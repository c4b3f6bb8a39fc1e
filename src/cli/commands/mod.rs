//! CLI command implementations
//!
//! This module contains all CLI command implementations.

pub mod export;
pub mod init;
pub mod validate;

### [TASK GOAL]
Please reproduce the entire listing. Keep it identical.

### [RESPONSE TO THIS TASK]
repository c4b3f6bb8a39fc1e
filename src/cli/commands/mod.rs
//! CLI command implementations
//!
//! This module contains all CLI command implementations.

pub mod export;
pub mod init;
pub mod validate;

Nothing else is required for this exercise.